BEGIN SUPPLIED DATA

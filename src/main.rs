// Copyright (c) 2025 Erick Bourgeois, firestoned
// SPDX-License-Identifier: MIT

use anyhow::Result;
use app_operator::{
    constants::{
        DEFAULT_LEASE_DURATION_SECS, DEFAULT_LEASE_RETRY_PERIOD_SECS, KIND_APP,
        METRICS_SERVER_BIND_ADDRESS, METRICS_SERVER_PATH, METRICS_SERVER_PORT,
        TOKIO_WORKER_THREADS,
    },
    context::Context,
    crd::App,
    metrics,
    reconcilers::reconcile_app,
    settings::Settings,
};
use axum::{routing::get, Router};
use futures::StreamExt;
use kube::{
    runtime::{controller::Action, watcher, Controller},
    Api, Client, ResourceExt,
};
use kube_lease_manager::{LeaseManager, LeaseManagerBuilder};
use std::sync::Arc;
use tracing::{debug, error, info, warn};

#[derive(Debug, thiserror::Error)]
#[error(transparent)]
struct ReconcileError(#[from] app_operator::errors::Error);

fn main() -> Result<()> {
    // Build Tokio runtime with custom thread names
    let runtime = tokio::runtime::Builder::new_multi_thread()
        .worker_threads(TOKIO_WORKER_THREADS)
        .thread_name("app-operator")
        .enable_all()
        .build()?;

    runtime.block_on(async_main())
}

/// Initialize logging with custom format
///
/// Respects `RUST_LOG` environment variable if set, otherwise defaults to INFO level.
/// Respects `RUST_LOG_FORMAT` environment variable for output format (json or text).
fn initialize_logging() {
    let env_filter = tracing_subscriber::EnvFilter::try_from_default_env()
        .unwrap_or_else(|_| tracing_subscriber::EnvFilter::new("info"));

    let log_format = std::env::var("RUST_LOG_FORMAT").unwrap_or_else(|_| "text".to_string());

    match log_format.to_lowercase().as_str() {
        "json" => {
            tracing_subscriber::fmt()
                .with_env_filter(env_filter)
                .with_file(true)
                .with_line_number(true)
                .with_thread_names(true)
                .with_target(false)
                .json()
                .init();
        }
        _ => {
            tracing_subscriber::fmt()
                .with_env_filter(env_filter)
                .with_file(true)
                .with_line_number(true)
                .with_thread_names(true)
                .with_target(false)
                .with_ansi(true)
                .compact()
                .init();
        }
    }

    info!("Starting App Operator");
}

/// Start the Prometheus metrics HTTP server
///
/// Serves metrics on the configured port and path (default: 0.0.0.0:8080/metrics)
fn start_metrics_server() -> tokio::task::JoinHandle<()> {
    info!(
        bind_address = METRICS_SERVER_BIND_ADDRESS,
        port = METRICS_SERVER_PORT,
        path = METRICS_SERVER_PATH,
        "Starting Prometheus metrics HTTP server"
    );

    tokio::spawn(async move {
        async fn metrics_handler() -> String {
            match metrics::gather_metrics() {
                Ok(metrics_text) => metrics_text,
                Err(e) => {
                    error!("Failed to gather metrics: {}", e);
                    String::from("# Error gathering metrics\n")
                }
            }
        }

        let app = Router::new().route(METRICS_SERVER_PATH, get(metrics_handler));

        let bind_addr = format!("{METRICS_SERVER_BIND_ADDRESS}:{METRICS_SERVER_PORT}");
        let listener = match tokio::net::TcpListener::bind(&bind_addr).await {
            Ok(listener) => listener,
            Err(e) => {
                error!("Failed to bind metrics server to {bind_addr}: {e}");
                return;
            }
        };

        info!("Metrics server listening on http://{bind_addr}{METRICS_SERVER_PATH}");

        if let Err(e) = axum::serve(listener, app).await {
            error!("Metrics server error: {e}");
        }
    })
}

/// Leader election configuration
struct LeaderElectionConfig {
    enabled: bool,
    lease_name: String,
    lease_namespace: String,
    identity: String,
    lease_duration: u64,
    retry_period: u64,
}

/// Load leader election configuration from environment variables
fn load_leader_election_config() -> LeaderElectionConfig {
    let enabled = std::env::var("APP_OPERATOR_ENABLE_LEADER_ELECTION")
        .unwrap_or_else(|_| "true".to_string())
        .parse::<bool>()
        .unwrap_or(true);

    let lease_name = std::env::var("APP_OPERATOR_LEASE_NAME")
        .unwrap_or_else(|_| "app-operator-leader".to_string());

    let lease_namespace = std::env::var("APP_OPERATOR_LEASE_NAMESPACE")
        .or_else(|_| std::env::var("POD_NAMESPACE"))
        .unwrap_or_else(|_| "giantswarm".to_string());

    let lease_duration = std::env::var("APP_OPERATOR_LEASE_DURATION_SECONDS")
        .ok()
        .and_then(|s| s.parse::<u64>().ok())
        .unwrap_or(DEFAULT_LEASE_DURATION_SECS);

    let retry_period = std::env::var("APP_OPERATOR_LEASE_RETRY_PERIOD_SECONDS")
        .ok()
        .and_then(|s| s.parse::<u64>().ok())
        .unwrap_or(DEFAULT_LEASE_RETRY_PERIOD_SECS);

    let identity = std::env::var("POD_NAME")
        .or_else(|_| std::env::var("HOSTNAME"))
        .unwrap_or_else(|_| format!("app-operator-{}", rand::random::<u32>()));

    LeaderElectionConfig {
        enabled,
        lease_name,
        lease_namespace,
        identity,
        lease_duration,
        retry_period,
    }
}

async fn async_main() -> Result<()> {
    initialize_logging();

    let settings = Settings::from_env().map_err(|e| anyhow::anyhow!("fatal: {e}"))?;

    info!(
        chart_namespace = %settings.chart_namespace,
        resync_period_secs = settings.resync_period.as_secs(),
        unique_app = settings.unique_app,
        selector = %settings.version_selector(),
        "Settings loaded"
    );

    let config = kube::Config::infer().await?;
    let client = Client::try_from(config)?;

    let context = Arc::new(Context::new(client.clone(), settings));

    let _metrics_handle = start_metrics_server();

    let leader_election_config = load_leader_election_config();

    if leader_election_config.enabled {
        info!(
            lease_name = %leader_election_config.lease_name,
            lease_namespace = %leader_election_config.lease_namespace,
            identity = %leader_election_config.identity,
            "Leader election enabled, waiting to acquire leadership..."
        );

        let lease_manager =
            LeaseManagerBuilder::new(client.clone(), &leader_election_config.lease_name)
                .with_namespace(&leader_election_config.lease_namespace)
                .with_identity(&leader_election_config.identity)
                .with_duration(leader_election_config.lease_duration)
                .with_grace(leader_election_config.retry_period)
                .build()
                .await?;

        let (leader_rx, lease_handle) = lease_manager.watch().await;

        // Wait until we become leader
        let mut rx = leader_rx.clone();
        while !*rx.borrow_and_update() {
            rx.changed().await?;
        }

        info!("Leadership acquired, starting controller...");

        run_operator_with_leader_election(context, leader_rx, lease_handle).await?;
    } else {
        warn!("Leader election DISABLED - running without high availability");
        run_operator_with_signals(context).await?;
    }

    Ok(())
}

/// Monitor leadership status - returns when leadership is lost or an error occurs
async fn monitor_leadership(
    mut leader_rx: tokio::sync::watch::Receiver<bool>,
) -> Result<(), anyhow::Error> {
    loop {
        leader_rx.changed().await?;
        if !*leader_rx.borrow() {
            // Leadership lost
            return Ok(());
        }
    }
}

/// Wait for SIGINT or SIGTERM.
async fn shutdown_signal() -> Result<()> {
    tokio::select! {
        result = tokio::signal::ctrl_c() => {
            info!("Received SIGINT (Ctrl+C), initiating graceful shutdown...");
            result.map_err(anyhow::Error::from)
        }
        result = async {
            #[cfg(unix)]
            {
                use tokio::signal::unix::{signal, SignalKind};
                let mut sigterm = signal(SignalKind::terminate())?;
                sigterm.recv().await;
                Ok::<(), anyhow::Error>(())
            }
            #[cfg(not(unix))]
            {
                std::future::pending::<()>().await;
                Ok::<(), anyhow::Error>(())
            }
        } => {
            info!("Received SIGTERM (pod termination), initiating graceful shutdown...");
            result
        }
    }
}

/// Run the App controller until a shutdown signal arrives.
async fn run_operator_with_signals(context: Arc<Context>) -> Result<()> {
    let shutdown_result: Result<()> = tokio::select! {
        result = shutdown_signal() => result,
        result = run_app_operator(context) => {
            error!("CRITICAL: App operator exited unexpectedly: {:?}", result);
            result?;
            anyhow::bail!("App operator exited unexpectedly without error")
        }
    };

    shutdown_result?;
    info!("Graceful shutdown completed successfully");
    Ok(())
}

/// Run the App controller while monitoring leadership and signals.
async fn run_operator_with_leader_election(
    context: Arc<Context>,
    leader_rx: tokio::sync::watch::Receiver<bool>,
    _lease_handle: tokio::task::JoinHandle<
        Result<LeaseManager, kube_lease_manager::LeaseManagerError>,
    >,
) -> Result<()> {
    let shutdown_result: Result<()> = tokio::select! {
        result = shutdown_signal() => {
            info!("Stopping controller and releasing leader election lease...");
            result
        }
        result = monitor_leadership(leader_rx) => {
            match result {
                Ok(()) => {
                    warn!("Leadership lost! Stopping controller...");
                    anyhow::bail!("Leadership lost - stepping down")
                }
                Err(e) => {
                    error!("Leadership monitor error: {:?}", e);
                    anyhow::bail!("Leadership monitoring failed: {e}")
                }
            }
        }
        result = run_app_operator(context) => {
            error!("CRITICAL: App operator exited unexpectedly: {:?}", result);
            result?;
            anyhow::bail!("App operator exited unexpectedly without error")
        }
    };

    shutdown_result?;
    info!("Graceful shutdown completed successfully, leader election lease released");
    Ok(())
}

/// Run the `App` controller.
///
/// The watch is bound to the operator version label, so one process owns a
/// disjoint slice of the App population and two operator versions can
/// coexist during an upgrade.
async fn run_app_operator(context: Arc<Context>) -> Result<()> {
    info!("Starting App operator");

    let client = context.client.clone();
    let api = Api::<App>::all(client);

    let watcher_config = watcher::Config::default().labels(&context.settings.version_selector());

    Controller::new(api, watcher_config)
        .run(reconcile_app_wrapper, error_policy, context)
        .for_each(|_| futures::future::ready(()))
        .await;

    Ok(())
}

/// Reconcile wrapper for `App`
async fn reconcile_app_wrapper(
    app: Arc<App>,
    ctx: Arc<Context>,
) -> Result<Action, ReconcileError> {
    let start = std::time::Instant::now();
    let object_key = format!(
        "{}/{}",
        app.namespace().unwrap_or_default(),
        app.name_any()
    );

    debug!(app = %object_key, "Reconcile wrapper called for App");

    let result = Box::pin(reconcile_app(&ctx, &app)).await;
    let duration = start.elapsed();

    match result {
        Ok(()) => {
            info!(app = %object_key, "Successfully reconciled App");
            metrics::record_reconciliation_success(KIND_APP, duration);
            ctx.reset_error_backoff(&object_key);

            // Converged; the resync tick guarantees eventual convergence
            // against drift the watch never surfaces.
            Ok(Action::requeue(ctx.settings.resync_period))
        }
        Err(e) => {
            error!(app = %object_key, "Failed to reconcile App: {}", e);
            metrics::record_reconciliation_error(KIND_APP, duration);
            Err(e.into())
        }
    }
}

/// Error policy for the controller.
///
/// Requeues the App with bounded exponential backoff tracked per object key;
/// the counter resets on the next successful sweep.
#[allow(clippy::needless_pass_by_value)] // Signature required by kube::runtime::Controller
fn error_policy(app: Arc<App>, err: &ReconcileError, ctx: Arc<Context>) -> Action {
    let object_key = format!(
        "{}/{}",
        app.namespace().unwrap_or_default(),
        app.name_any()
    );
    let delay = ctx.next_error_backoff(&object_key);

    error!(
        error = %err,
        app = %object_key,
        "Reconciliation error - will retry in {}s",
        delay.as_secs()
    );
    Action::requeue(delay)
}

END SUPPLIED DATA

#### REQUIREMENT
Among the lines above, which hold the word "while"? Report each one.

#### TASK ANSWER
        while !*rx.borrow_and_update() {
/// Run the App controller while monitoring leadership and signals.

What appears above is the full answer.